The Good News: At the end of 2023, this car was head and shoulders above the machine that began the season. The car was capable of qualifying with low 3.70s and making those numbers count with regularity. It was a painful process at times in 2023, but the result was that the eight-time champion will have a very serviceable dragster in Gainesville.

No. 10 Josh Hart

The Good News: Despite mechanical and car performance frustrations, Hart remains one of the most fearsome leavers in Top Fuel.
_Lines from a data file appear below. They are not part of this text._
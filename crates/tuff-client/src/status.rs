//! Server list ping, used to discover the server's protocol version.
//!
//! handshake(status) -> status request -> status response -> ping -> pong

use std::sync::Arc;
use std::time::{Duration, Instant, SystemTime, UNIX_EPOCH};

use serde::Deserialize;
use tokio::io::{AsyncRead, AsyncWrite};
use tokio::net::TcpStream;
use tracing::debug;
use tuff_mc::block::LegacyBlocks;
use tuff_mc::compression::Zlib;
use tuff_mc::packets::handshake::PROBE_PROTOCOL;
use tuff_mc::packets::{
    ClientboundPacket, DecodeContext, Handshake, NextState, Ping, ServerboundPacket, StatusRequest,
    vanilla,
};
use tuff_mc::transport::{FrameReader, FrameWriter};
use tuff_mc::{FrameCodec, ProtocolVersion, ResolvedProtocol, StateMachine};

use crate::config::ClientConfig;
use crate::error::{ClientError, Result};

/// The parts of the status JSON the client cares about.
#[derive(Debug, Clone, Deserialize)]
pub struct ServerStatus {
    pub version: StatusVersion,
    #[serde(default)]
    pub players: Option<StatusPlayers>,
    /// A chat component; a bare string on old servers.
    #[serde(default)]
    pub description: serde_json::Value,
}

#[derive(Debug, Clone, Deserialize)]
pub struct StatusVersion {
    pub name: String,
    pub protocol: i32,
}

#[derive(Debug, Clone, Copy, Deserialize)]
pub struct StatusPlayers {
    pub max: i32,
    pub online: i32,
}

impl ServerStatus {
    /// Parse a status response body.
    ///
    /// # Errors
    ///
    /// Returns [`ClientError::Json`] if the JSON lacks a version.
    pub fn parse(json: &str) -> Result<Self> {
        Ok(serde_json::from_str(json)?)
    }

    /// The protocol version the server speaks.
    #[must_use]
    pub fn protocol_version(&self) -> ProtocolVersion {
        ProtocolVersion::from_raw_lenient(self.version.protocol)
    }

    /// The plain text of the description, without formatting.
    #[must_use]
    pub fn description_text(&self) -> String {
        let mut out = String::new();
        collect_text(&self.description, &mut out);
        out
    }
}

fn collect_text(component: &serde_json::Value, out: &mut String) {
    match component {
        serde_json::Value::String(s) => out.push_str(s),
        serde_json::Value::Object(map) => {
            if let Some(serde_json::Value::String(text)) = map.get("text") {
                out.push_str(text);
            }
            if let Some(serde_json::Value::Array(extra)) = map.get("extra") {
                for part in extra {
                    collect_text(part, out);
                }
            }
        }
        serde_json::Value::Array(parts) => {
            for part in parts {
                collect_text(part, out);
            }
        }
        _ => {}
    }
}

/// Result of one probe.
#[derive(Debug, Clone)]
pub struct StatusProbe {
    pub status: ServerStatus,
    /// Round trip of the ping.
    pub latency: Duration,
}

/// Probe the configured server.
///
/// # Errors
///
/// Returns an error if the connection fails, the exchange takes longer than
/// the read timeout, or the server answers with something unusable.
pub async fn probe(config: &ClientConfig) -> Result<StatusProbe> {
    let (host, port) = config.host_port()?;
    let exchange = async {
        let stream = TcpStream::connect(&config.addr)
            .await
            .map_err(|source| ClientError::Connect {
                addr: config.addr.clone(),
                source,
            })?;
        probe_stream(stream, host, port).await
    };

    tokio::time::timeout(config.read_timeout, exchange)
        .await
        .map_err(|_| ClientError::Timeout)?
}

/// Run the status exchange over an already connected stream.
///
/// # Errors
///
/// Returns an error if the stream fails or the server misbehaves.
pub async fn probe_stream<S>(stream: S, host: &str, port: u16) -> Result<StatusProbe>
where
    S: AsyncRead + AsyncWrite + Unpin,
{
    // Status ids and layouts are the same in every version.
    let protocol = vanilla::registry().resolve(ProtocolVersion::latest())?;
    let ctx = DecodeContext {
        version: protocol.version(),
        blocks: Arc::new(LegacyBlocks),
        compressor: Arc::new(Zlib::default()),
    };

    let (read_half, write_half) = tokio::io::split(stream);
    let mut reader = FrameReader::new(read_half, FrameCodec::default());
    let mut writer = FrameWriter::new(write_half, FrameCodec::default());
    let mut machine = StateMachine::new();

    let handshake = Handshake::new(PROBE_PROTOCOL, host, port, NextState::Status);
    send(&protocol, &machine, &mut writer, ServerboundPacket::Handshake(handshake)).await?;
    machine.transition(NextState::Status.target())?;

    send(
        &protocol,
        &machine,
        &mut writer,
        ServerboundPacket::StatusRequest(StatusRequest),
    )
    .await?;
    let status = match receive(&protocol, &machine, &ctx, &mut reader).await? {
        ClientboundPacket::StatusResponse(response) => ServerStatus::parse(&response.json)?,
        other => return Err(unexpected(&other)),
    };
    debug!(
        version = %status.version.name,
        protocol = status.version.protocol,
        "Received status"
    );

    let payload = now_millis();
    let started = Instant::now();
    send(
        &protocol,
        &machine,
        &mut writer,
        ServerboundPacket::StatusPing(Ping::new(payload)),
    )
    .await?;
    let latency = match receive(&protocol, &machine, &ctx, &mut reader).await? {
        ClientboundPacket::StatusPong(pong) if pong.payload == payload => started.elapsed(),
        ClientboundPacket::StatusPong(pong) => {
            return Err(ClientError::Status(format!(
                "pong payload {} does not match ping {payload}",
                pong.payload
            )));
        }
        other => return Err(unexpected(&other)),
    };

    machine.disconnect();
    Ok(StatusProbe { status, latency })
}

async fn send<W: AsyncWrite + Unpin>(
    protocol: &ResolvedProtocol,
    machine: &StateMachine,
    writer: &mut FrameWriter<W>,
    packet: ServerboundPacket,
) -> Result<()> {
    let raw = protocol.encode(machine.current(), &packet)?;
    writer.write_packet(&raw).await?;
    Ok(())
}

async fn receive<R: AsyncRead + Unpin>(
    protocol: &ResolvedProtocol,
    machine: &StateMachine,
    ctx: &DecodeContext,
    reader: &mut FrameReader<R>,
) -> Result<ClientboundPacket> {
    let raw = reader
        .read_packet()
        .await?
        .ok_or_else(|| ClientError::Status("server closed the connection".into()))?;
    Ok(protocol.decode(machine.current(), &raw, ctx)?)
}

fn unexpected(packet: &ClientboundPacket) -> ClientError {
    ClientError::Status(format!("unexpected {}", packet.kind()))
}

fn now_millis() -> i64 {
    SystemTime::now()
        .duration_since(UNIX_EPOCH)
        .map_or(0, |d| i64::try_from(d.as_millis()).unwrap_or(i64::MAX))
}

#[cfg(test)]
mod tests {
    use bytes::Bytes;
    use tuff_mc::RawPacket;
    use tuff_mc::buffer::{ByteReader, ByteWriter};
    use tuff_mc::packets::{Pong, StatusResponse};

    use super::*;

    const JSON: &str = r#"{
        "version": {"name": "1.8.9", "protocol": 47},
        "players": {"max": 20, "online": 3},
        "description": {"text": "A ", "extra": [{"text": "server"}]}
    }"#;

    fn raw(id: i32, write: impl FnOnce(&mut ByteWriter)) -> RawPacket {
        let mut writer = ByteWriter::new();
        write(&mut writer);
        RawPacket::new(id, writer.into_inner().freeze())
    }

    #[tokio::test]
    async fn test_probe_stream() {
        let (client, server) = tokio::io::duplex(4096);

        let fake = tokio::spawn(async move {
            let (read_half, write_half) = tokio::io::split(server);
            let mut reader = FrameReader::new(read_half, FrameCodec::default());
            let mut writer = FrameWriter::new(write_half, FrameCodec::default());

            let handshake = reader.read_packet().await.unwrap().unwrap();
            let handshake = Handshake::read(&mut ByteReader::new(handshake.payload)).unwrap();
            assert_eq!(handshake.protocol_version, PROBE_PROTOCOL);
            assert_eq!(handshake.next_state, NextState::Status);

            let request = reader.read_packet().await.unwrap().unwrap();
            assert_eq!(request, RawPacket::new(0x00, Bytes::new()));
            writer
                .write_packet(&raw(0x00, |w| StatusResponse::new(JSON).write(w)))
                .await
                .unwrap();

            let ping = reader.read_packet().await.unwrap().unwrap();
            let ping = Ping::read(&mut ByteReader::new(ping.payload)).unwrap();
            writer
                .write_packet(&raw(0x01, |w| Pong::new(ping.payload).write(w)))
                .await
                .unwrap();
        });

        let probe = probe_stream(client, "localhost", 25565).await.unwrap();
        fake.await.unwrap();

        assert_eq!(probe.status.protocol_version(), ProtocolVersion::V1_8);
        assert_eq!(probe.status.players.unwrap().online, 3);
        assert_eq!(probe.status.description_text(), "A server");
    }

    #[tokio::test]
    async fn test_server_closes_early() {
        let (client, server) = tokio::io::duplex(4096);
        drop(server);
        assert!(probe_stream(client, "localhost", 25565).await.is_err());
    }

    #[test]
    fn test_legacy_string_description() {
        let status =
            ServerStatus::parse(r#"{"version":{"name":"1.7.10","protocol":5},"description":"Hi"}"#)
                .unwrap();
        assert_eq!(status.description_text(), "Hi");
        assert!(status.players.is_none());
        assert_eq!(status.protocol_version(), ProtocolVersion::V1_7_10);
    }

    #[test]
    fn test_missing_version_is_error() {
        assert!(matches!(
            ServerStatus::parse(r#"{"description":"Hi"}"#),
            Err(ClientError::Json(_))
        ));
    }
}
His .051 average over the course of the season is the brightest spot for this team, which has hung together, redoubled its efforts regarding the acquisition of components, made technical alliances to aid in that process, and will return in 2024 with a better car and the same platinum-level driver.

No. 11 Clay Millican

The Good News: A season of three victories was manic in its highs and lows, but ultimately, those successes are building blocks that will be expounded on. The end of the season was chaotic with multiple chassis needing to be repaired on an emergency basis, but the team battled through and never gave up. The addition of Nicky Boninfante is a huge addition to this operation, and expectations are once again leveled up for 2024.

No. 12 Shawn Langdon

The Good News: After a couple of seasons of middling performance, personnel changes have come to this team. While at the time of this writing no official announcement has been made, some significant and recognizable talent will be assuming the duties on Langdon’s car. If they can turn a 3.74-3.76 machine into one that can run 3.68-3.72 with regularity, Langdon will be back in the championship discussion for the first time in a long time. A place where a guy who carries his résumé surely belongs.

Coming up next? Funny Car!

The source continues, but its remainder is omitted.